__YOUR GOAL__. Would you repeat, exactly as given, the line with "pub mod relocator;" and every line after it to the end of the entries?

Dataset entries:
┄┄┄┄┄┄┄┄┄┄

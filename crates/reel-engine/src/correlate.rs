//! Scene↔job correlation resolution.
//!
//! The primary correlation key (`Scene.video_job_id`) is maintained by
//! convention, not by a foreign key, so it can be stale or absent. A job's
//! scene is therefore resolved through a prioritized fallback chain; no
//! match is a surfaced divergence, never a guess.

use tracing::debug;

use reel_models::{Job, Project};
use reel_provider::RunSnapshot;

/// How a job was matched to a scene.
#[derive(Debug, Clone, Copy, PartialEq, Eq)]
pub enum SceneMatch {
    /// `scene.video_job_id == job.id`.
    Exact(usize),
    /// The provider's echoed input embeds the scene id.
    Content(usize),
    /// Same index in creation-ordered jobs and in the scene list.
    Positional(usize),
    /// No scene could be safely identified.
    Divergent,
}

impl SceneMatch {
    /// Index of the matched scene, if any.
    pub fn index(&self) -> Option<usize> {
        match self {
            SceneMatch::Exact(i) | SceneMatch::Content(i) | SceneMatch::Positional(i) => Some(*i),
            SceneMatch::Divergent => None,
        }
    }
}

/// Resolve the scene a video-gen job updates.
///
/// `video_jobs` must be the project's video-gen jobs in creation order (the
/// positional key). `snapshot` is the provider observation that triggered
/// the resolution, when one is available.
pub fn resolve_scene(
    project: &Project,
    video_jobs: &[Job],
    job: &Job,
    snapshot: Option<&RunSnapshot>,
) -> SceneMatch {
    // 1. Exact reference match.
    if let Some(idx) = project
        .scenes
        .iter()
        .position(|s| s.video_job_id.as_ref() == Some(&job.id))
    {
        return SceneMatch::Exact(idx);
    }

    // 2. Content match: our scene image URLs embed the scene id, and the
    //    provider echoes the submitted input back.
    if let Some(snapshot) = snapshot {
        if let Some(idx) = project
            .scenes
            .iter()
            .position(|s| snapshot.input_echo_contains(s.id.as_str()))
        {
            debug!(job_id = %job.id, scene = %project.scenes[idx].id, "correlated job by input echo");
            return SceneMatch::Content(idx);
        }
    }

    // 3. Positional match, last resort: equal index in both ordered
    //    sequences, and only onto a scene that is not already done.
    if let Some(idx) = video_jobs.iter().position(|j| j.id == job.id) {
        if let Some(scene) = project.scenes.get(idx) {
            if !scene.has_video() {
                debug!(job_id = %job.id, scene = %scene.id, index = idx, "correlated job by position");
                return SceneMatch::Positional(idx);
            }
        }
    }

    SceneMatch::Divergent
}
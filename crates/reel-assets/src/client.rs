//! R2 bucket client.

use std::path::Path;

use aws_config::BehaviorVersion;
use aws_credential_types::Credentials;
use aws_sdk_s3::config::{Builder, Region};
use aws_sdk_s3::primitives::ByteStream;
use aws_sdk_s3::Client;
use tracing::{debug, info};

use crate::error::{AssetError, AssetResult};

/// Configuration for the bucket client.
#[derive(Debug, Clone)]
pub struct BucketConfig {
    /// S3 API endpoint URL.
    pub endpoint_url: String,
    /// Access key ID.
    pub access_key_id: String,
    /// Secret access key.
    pub secret_access_key: String,
    /// Bucket name.
    pub bucket_name: String,
    /// Region (usually "auto" for R2).
    pub region: String,
    /// Public base URL objects are served from.
    pub public_base_url: String,
}

impl BucketConfig {
    /// Create config from environment variables.
    pub fn from_env() -> AssetResult<Self> {
        Ok(Self {
            endpoint_url: std::env::var("R2_ENDPOINT_URL")
                .map_err(|_| AssetError::config_error("R2_ENDPOINT_URL not set"))?,
            access_key_id: std::env::var("R2_ACCESS_KEY_ID")
                .map_err(|_| AssetError::config_error("R2_ACCESS_KEY_ID not set"))?,
            secret_access_key: std::env::var("R2_SECRET_ACCESS_KEY")
                .map_err(|_| AssetError::config_error("R2_SECRET_ACCESS_KEY not set"))?,
            bucket_name: std::env::var("R2_BUCKET_NAME")
                .map_err(|_| AssetError::config_error("R2_BUCKET_NAME not set"))?,
            region: std::env::var("R2_REGION").unwrap_or_else(|_| "auto".to_string()),
            public_base_url: std::env::var("R2_PUBLIC_BASE_URL")
                .map_err(|_| AssetError::config_error("R2_PUBLIC_BASE_URL not set"))?,
        })
    }
}

/// S3-compatible bucket client serving objects from a public base URL.
#[derive(Clone)]
pub struct BucketClient {
    client: Client,
    bucket: String,
    public_base_url: String,
}

impl BucketClient {
    /// Create a new bucket client from configuration.
    pub fn new(config: BucketConfig) -> Self {
        let credentials = Credentials::new(
            &config.access_key_id,
            &config.secret_access_key,
            None,
            None,
            "r2",
        );

        let sdk_config = Builder::new()
            .behavior_version(BehaviorVersion::latest())
            .endpoint_url(&config.endpoint_url)
            .region(Region::new(config.region))
            .credentials_provider(credentials)
            .force_path_style(true)
            .build();

        Self {
            client: Client::from_conf(sdk_config),
            bucket: config.bucket_name,
            public_base_url: config.public_base_url.trim_end_matches('/').to_string(),
        }
    }

    /// Create from environment variables.
    pub fn from_env() -> AssetResult<Self> {
        Ok(Self::new(BucketConfig::from_env()?))
    }

    /// Upload bytes under `key`, returning the public URL.
    pub async fn upload_bytes(
        &self,
        data: Vec<u8>,
        key: &str,
        content_type: &str,
    ) -> AssetResult<String> {
        debug!("Uploading {} bytes to {}", data.len(), key);

        self.client
            .put_object()
            .bucket(&self.bucket)
            .key(key)
            .body(ByteStream::from(data))
            .content_type(content_type)
            .send()
            .await
            .map_err(|e| AssetError::upload_failed(e.to_string()))?;

        Ok(self.public_url(key))
    }

    /// Upload a local file under `key`, returning the public URL.
    pub async fn upload_file(
        &self,
        path: impl AsRef<Path>,
        key: &str,
        content_type: &str,
    ) -> AssetResult<String> {
        let path = path.as_ref();
        debug!("Uploading {} to {}", path.display(), key);

        let body = ByteStream::from_path(path)
            .await
            .map_err(|e| AssetError::upload_failed(e.to_string()))?;

        self.client
            .put_object()
            .bucket(&self.bucket)
            .key(key)
            .body(body)
            .content_type(content_type)
            .send()
            .await
            .map_err(|e| AssetError::upload_failed(e.to_string()))?;

        info!("Uploaded {} to {}", path.display(), key);
        Ok(self.public_url(key))
    }

    /// Public URL for an object key.
    pub fn public_url(&self, key: &str) -> String {
        format!("{}/{}", self.public_base_url, key.trim_start_matches('/'))
    }
}

/// Guess a content type from the tail of a URL or key.
pub fn guess_content_type(name: &str) -> &'static str {
    let name = name.split('?').next().unwrap_or(name);
    if name.ends_with(".mp4") {
        "video/mp4"
    } else if name.ends_with(".mp3") {
        "audio/mpeg"
    } else if name.ends_with(".png") {
        "image/png"
    } else if name.ends_with(".jpg") || name.ends_with(".jpeg") {
        "image/jpeg"
    } else {
        "application/octet-stream"
    }
}
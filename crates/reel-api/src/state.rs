//! Application state.

use std::sync::Arc;

use reel_assets::{AssetRelocator, BucketClient, BucketRelocator};
use reel_compose::{Compositor, FfmpegCompositor};
use reel_engine::{EngineConfig, ReconcileEngine};
use reel_provider::{GenerationProvider, ReplicateClient};
use reel_store::{JobStore, MemoryStore, ProjectStore};

use crate::config::ApiConfig;

/// Shared application state.
#[derive(Clone)]
pub struct AppState {
    pub config: ApiConfig,
    pub projects: Arc<dyn ProjectStore>,
    pub jobs: Arc<dyn JobStore>,
    pub engine: Arc<ReconcileEngine>,
}

impl AppState {
    /// Create new application state from the environment.
    pub fn new(config: ApiConfig) -> Result<Self, Box<dyn std::error::Error>> {
        let store = Arc::new(MemoryStore::new());
        let provider = Arc::new(ReplicateClient::from_env()?);
        let bucket = Arc::new(BucketClient::from_env()?);
        let relocator = Arc::new(BucketRelocator::new(BucketClient::from_env()?));
        let compositor = Arc::new(FfmpegCompositor::new(bucket));

        let engine = Arc::new(ReconcileEngine::new(
            store.clone() as Arc<dyn ProjectStore>,
            store.clone() as Arc<dyn JobStore>,
            provider as Arc<dyn GenerationProvider>,
            relocator as Arc<dyn AssetRelocator>,
            compositor as Arc<dyn Compositor>,
            EngineConfig::from_env(),
        ));

        Ok(Self {
            config,
            projects: store.clone() as Arc<dyn ProjectStore>,
            jobs: store as Arc<dyn JobStore>,
            engine,
        })
    }

    /// State wired to the given components, used by tests.
    pub fn with_components(
        config: ApiConfig,
        store: Arc<MemoryStore>,
        engine: Arc<ReconcileEngine>,
    ) -> Self {
        Self {
            config,
            projects: store.clone() as Arc<dyn ProjectStore>,
            jobs: store as Arc<dyn JobStore>,
            engine,
        }
    }
}
//! Generation provider webhook receiver.
//!
//! Deliveries are at-least-once and unauthenticated beyond the obscurity of
//! the endpoint (the provider signs nothing in this integration). Every
//! delivery funnels into the same idempotent completion application as
//! polling, so replays and races with the status endpoint are harmless.

use axum::extract::State;
use axum::Json;
use serde::Serialize;
use tracing::{info, warn};

use reel_engine::{CompletionOutcome, EngineError};
use reel_provider::WebhookPayload;

use crate::error::{ApiError, ApiResult};
use crate::metrics;
use crate::state::AppState;

#[derive(Serialize)]
pub struct WebhookResponse {
    pub success: bool,
}

/// `POST /api/webhook/provider`
///
/// 400 only for structurally invalid payloads (nothing to resolve a run
/// by); the provider retries those forever otherwise. 404 for a run no job
/// claims. Everything else, including replays of already-applied
/// completions, answers 200.
pub async fn provider_webhook(
    State(state): State<AppState>,
    Json(payload): Json<WebhookPayload>,
) -> ApiResult<Json<WebhookResponse>> {
    let Some(snapshot) = payload.into_snapshot() else {
        metrics::record_webhook("malformed");
        return Err(ApiError::bad_request(
            "webhook payload missing run reference or status",
        ));
    };

    let run_ref = snapshot.run_ref.clone();
    match state.engine.apply_completion(&snapshot).await {
        Ok(outcome) => {
            let result = match &outcome {
                CompletionOutcome::SceneCompleted { .. } => "scene_completed",
                CompletionOutcome::Divergence { .. } => "divergence",
                CompletionOutcome::AlreadyApplied { .. } => "already_applied",
                CompletionOutcome::DuplicateFailure { .. } => "duplicate_failure",
                CompletionOutcome::FailureRecorded { .. } => "failure_recorded",
                CompletionOutcome::StillRunning { .. } => "still_running",
            };
            info!(run_ref = %run_ref, result, "webhook applied");
            metrics::record_webhook(result);
            Ok(Json(WebhookResponse { success: true }))
        }
        Err(EngineError::RunNotFound(run_ref)) => {
            warn!(run_ref = %run_ref, "webhook for unknown run");
            metrics::record_webhook("unknown_run");
            Err(ApiError::not_found(format!("run {}", run_ref)))
        }
        Err(err) => Err(err.into()),
    }
}
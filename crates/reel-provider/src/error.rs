//! Provider client error types.

use thiserror::Error;

pub type ProviderResult<T> = Result<T, ProviderError>;

#[derive(Debug, Error)]
pub enum ProviderError {
    #[error("Provider unavailable: {0}")]
    ServiceUnavailable(String),

    #[error("Submission rejected: {0}")]
    SubmissionRejected(String),

    #[error("Request failed: {0}")]
    RequestFailed(String),

    #[error("Run not found: {0}")]
    RunNotFound(String),

    #[error("Invalid response: {0}")]
    InvalidResponse(String),

    #[error("Network error: {0}")]
    Network(#[from] reqwest::Error),

    #[error("JSON error: {0}")]
    Json(#[from] serde_json::Error),
}

impl ProviderError {
    pub fn is_retryable(&self) -> bool {
        matches!(
            self,
            ProviderError::ServiceUnavailable(_) | ProviderError::Network(_)
        )
    }
}
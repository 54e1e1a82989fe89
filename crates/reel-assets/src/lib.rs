//! Durable asset storage.
//!
//! This crate provides:
//! - An S3-compatible (R2) bucket client with public-URL addressing
//! - The `AssetRelocator` trait: download a provider-hosted asset and
//!   republish it at a stable public URL

pub mod client;
pub mod error;
pub mod relocator;

pub use client::{guess_content_type, BucketClient, BucketConfig};
pub use error::{AssetError, AssetResult};
pub use relocator::{AssetRelocator, BucketRelocator};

┄┄┄┄┄┄┄┄┄┄

__RESPONSE TO THIS TASK__.
pub mod relocator;

pub use client::{guess_content_type, BucketClient, BucketConfig};
pub use error::{AssetError, AssetResult};
pub use relocator::{AssetRelocator, BucketRelocator};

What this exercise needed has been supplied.